12th UPCA Ratification and other UPC News
Italy has become the 12th country to officially ratify the UPC Agreement. The full details on ratification progress can be found here. The UK is expected to ratify next. News of other ratifications was discussed last week when Estelle Senior from HGF attended the UPP2017 conference on the UP & UPC. Here are some headlines and latest news from the event:
- The plan to have the UPC operation by December 2017 is still very much on the agenda. As Italy have now formally ratified, once the UK and Germany ratify; that means the UP will cover at least 14 member states. It was said at least a further 5 member states are expected to ratify before December (Greece, Hungary, Latvia, Estonia, Romania). There is also an understanding that all member states are “obliged” to ratify the agreement, but no timescale is given for this. The rumour that Germany would not ratify in light of “hard Brexit” was denied by Alexander Ramsay, the chairman of the prep committee.
- There was a lot of discussion around the issue of a potential UP colliding with an earlier prior national right (including utility models in some states); and that this could result in the entire UP being lost without the option to convert to national rights; the EPO commented that they hope a “top up” search before grant would reduce this risk. Some member states are looking again at whether allowing conversion would be possible in national law; but this was not discussed in any detail and was speculation.
- The EPO indicated they working on a sunrise period to apply for UPs 3 months prior to UPC start, so possibly from 1 September 2017; provisions to delay grant to allow for unitary protection are also being considered. The EPO are expected to make a formal announcement on this.
- SPCs – the EPO spoke about the fact that the European Commission envisages the creation of Unitary SPCs; however this is probably unlikely to be achieved in the short term. Pending the creation of a Unitary SPC, the Commission plans to issue a Communication clarifying that national SPCs can be obtained on the basis of a Unitary Patent.
- The final UPC Rules of Procedure are expected to be adopted in March 2017 – some minor changes (to opt out rules) and incorporation of fees is expected.
- The technicalities of the opt out were discussed; there must be certification that the person lodging the application is authorised by all “proprietors” etc. and a mandate must be uploaded if this person is not a “representative” registered with the UPC. A representative is not required to lodge a mandate but all users (including representatives) will need identity authentication. And there must also be given a declaration that no action has been commenced which would prevent the opt-out (ie a UPC action) or withdrawal of the opt-out (ie a national court action). If certain details required for opting out (Rule 5.3) are missing or incorrect the opt-out is ineffective until corrected.
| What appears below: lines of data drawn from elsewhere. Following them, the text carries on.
//! Fixed-length binary patterns
//!
//! Format recognizers describe their signatures with a small textual DSL which is
//! compiled once into a [`Pattern`]: one [`Atom`] per byte position. Quantifiers
//! and skips are unrolled while compiling, so every pattern has a single static
//! length and matching is a plain per-position walk.
//!
//! | Syntax      | Meaning                                        |
//! |-------------|------------------------------------------------|
//! | `?`         | any byte                                       |
//! | `4e`, `4x`  | exact byte, `x` is a wildcard nibble           |
//! | `%0101xxxx` | bit mask, `x` is a wildcard bit                |
//! | `'Z`        | literal character                              |
//! | `00-1f`     | inclusive byte range                           |
//! | `(...){n}`  | group repeated `n` times (also `atom{n}`)      |
//! | `+n+`       | `n` arbitrary bytes                            |
//! | `a&b`, `a\|b` | conjunction / disjunction at one position    |
//!
//! ```
//! use chipscan::pattern::Pattern;
//!
//! let pattern = Pattern::compile("'Z'X'A'Y 'E'M'U'L").unwrap();
//! assert_eq!(pattern.min_length(), 8);
//! assert!(pattern.matches(b"ZXAYEMUL\x00\x01"));
//! assert_eq!(pattern.search(b"..ZXAYEMUL"), 2);
//! ```

mod compiler;
pub mod matcher;
#[cfg(test)]
pub(crate) mod strategies;

use std::fmt;
use std::str::FromStr;

pub use compiler::{compile, PatternSyntaxError, SyntaxErrorKind};

/// Match rule for a single byte position.
#[derive(Debug, Clone, PartialEq, Eq)]
pub enum Atom {
    /// Accepts every byte.
    Any,
    /// Accepts `byte` when `byte & mask == value`. `value` never has bits outside `mask`.
    Masked {
        /// Expected bits.
        value: u8,
        /// Bits that take part in the comparison.
        mask: u8,
    },
    /// Accepts bytes in `low..=high`.
    Range {
        /// Lowest accepted byte.
        low: u8,
        /// Highest accepted byte.
        high: u8,
    },
    /// Accepts a byte every member accepts.
    Conjunction(Vec<Atom>),
    /// Accepts a byte any member accepts.
    Disjunction(Vec<Atom>),
}

impl Atom {
    /// Exact byte match.
    pub fn exact(value: u8) -> Self {
        Atom::Masked { value, mask: 0xff }
    }

    /// Masked match; bits of `value` outside `mask` are ignored.
    pub fn masked(value: u8, mask: u8) -> Self {
        if mask == 0 {
            Atom::Any
        } else {
            Atom::Masked {
                value: value & mask,
                mask,
            }
        }
    }

    /// Whether this rule accepts `byte`.
    #[inline]
    pub fn accepts(&self, byte: u8) -> bool {
        match self {
            Atom::Any => true,
            Atom::Masked { value, mask } => byte & mask == *value,
            Atom::Range { low, high } => (*low..=*high).contains(&byte),
            Atom::Conjunction(atoms) => atoms.iter().all(|atom| atom.accepts(byte)),
            Atom::Disjunction(atoms) => atoms.iter().any(|atom| atom.accepts(byte)),
        }
    }

    /// The single byte this rule accepts, if it is an exact match.
    pub fn exact_value(&self) -> Option<u8> {
        match self {
            Atom::Masked { value, mask: 0xff } => Some(*value),
            Atom::Range { low, high } if low == high => Some(*low),
            _ => None,
        }
    }
}

/// Compiled fixed-length byte pattern.
///
/// Immutable once built; share it freely between threads.
#[derive(Debug, Clone, PartialEq, Eq)]
pub struct Pattern {
    atoms: Vec<Atom>,
}

impl Pattern {
    /// Compile `text` using the pattern DSL.
    pub fn compile(text: &str) -> Result<Self, PatternSyntaxError> {
        compile(text)
    }

    /// Built by the compiler, which guarantees a non-empty atom list.
    pub(crate) fn from_atoms(atoms: Vec<Atom>) -> Self {
        debug_assert!(!atoms.is_empty());
        Self { atoms }
    }

    /// Per-position rules.
    pub fn atoms(&self) -> &[Atom] {
        &self.atoms
    }

    /// Number of bytes a buffer needs for a match.
    pub fn min_length(&self) -> usize {
        self.atoms.len()
    }

    /// See [`matcher::matches`].
    pub fn matches(&self, data: &[u8]) -> bool {
        matcher::matches(self, data)
    }

    /// See [`matcher::search`].
    pub fn search(&self, data: &[u8]) -> usize {
        matcher::search(self, data)
    }
}

impl FromStr for Pattern {
    type Err = PatternSyntaxError;

    fn from_str(text: &str) -> Result<Self, Self::Err> {
        compile(text)
    }
}

impl fmt::Display for Atom {
    fn fmt(&self, f: &mut fmt::Formatter<'_>) -> fmt::Result {
        match self {
            Atom::Any => write!(f, "?"),
            Atom::Masked { value, mask: 0xff } => write!(f, "{value:02x}"),
            Atom::Masked { value, mask } => {
                write!(f, "%")?;
                for bit in (0..8).rev() {
                    let probe = 1u8 << bit;
                    match (mask & probe != 0, value & probe != 0) {
                        (false, _) => write!(f, "x")?,
                        (true, true) => write!(f, "1")?,
                        (true, false) => write!(f, "0")?,
                    }
                }
                Ok(())
            }
            Atom::Range { low, high } => write!(f, "{low:02x}-{high:02x}"),
            Atom::Conjunction(atoms) => write_joined(f, atoms, '&'),
            Atom::Disjunction(atoms) => write_joined(f, atoms, '|'),
        }
    }
}

fn write_joined(f: &mut fmt::Formatter<'_>, atoms: &[Atom], op: char) -> fmt::Result {
    for (idx, atom) in atoms.iter().enumerate() {
        if idx > 0 {
            write!(f, "{op}")?;
        }
        write!(f, "{atom}")?;
    }
    Ok(())
}

impl fmt::Display for Pattern {
    fn fmt(&self, f: &mut fmt::Formatter<'_>) -> fmt::Result {
        for (idx, atom) in self.atoms.iter().enumerate() {
            if idx > 0 {
                write!(f, " ")?;
            }
            write!(f, "{atom}")?;
        }
        Ok(())
    }
}

#[cfg(test)]
mod tests {
    use super::*;

    #[test]
    fn display_round_trips_through_compiler() {
        let text = "'S 00-1f %1x0xxxxx ? 01|02&%xxxxxx1x";
        let pattern = Pattern::compile(text).unwrap();
        let rendered = pattern.to_string();
        assert_eq!(Pattern::compile(&rendered).unwrap(), pattern);
    }

    #[test]
    fn masked_constructor_normalizes_value() {
        assert_eq!(Atom::masked(0xff, 0x0f), Atom::Masked { value: 0x0f, mask: 0x0f });
        assert_eq!(Atom::masked(0x12, 0), Atom::Any);
    }

    #[test]
    fn exact_value_only_for_single_byte_rules() {
        assert_eq!(Atom::exact(0x41).exact_value(), Some(0x41));
        assert_eq!(Atom::Range { low: 3, high: 3 }.exact_value(), Some(3));
        assert_eq!(Atom::masked(0x40, 0xf0).exact_value(), None);
        assert_eq!(Atom::Any.exact_value(), None);
    }
}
- There was a long session on costs of a UP vs EPs, but at this stage, the conclusion was that cost comparison was almost impossible without knowing what states a UP will ultimately cover, and only renewal fees could be taken into account.
- On the litigation side, there was some discussion that smaller patentees may prefer UPs, as any potential litigation resulting from a UP would be before one court, rather than before multiple jurisdictions, so there costs may be more predictable. Photos of the UK section of the Central Division were shown, as this is now ready for operation.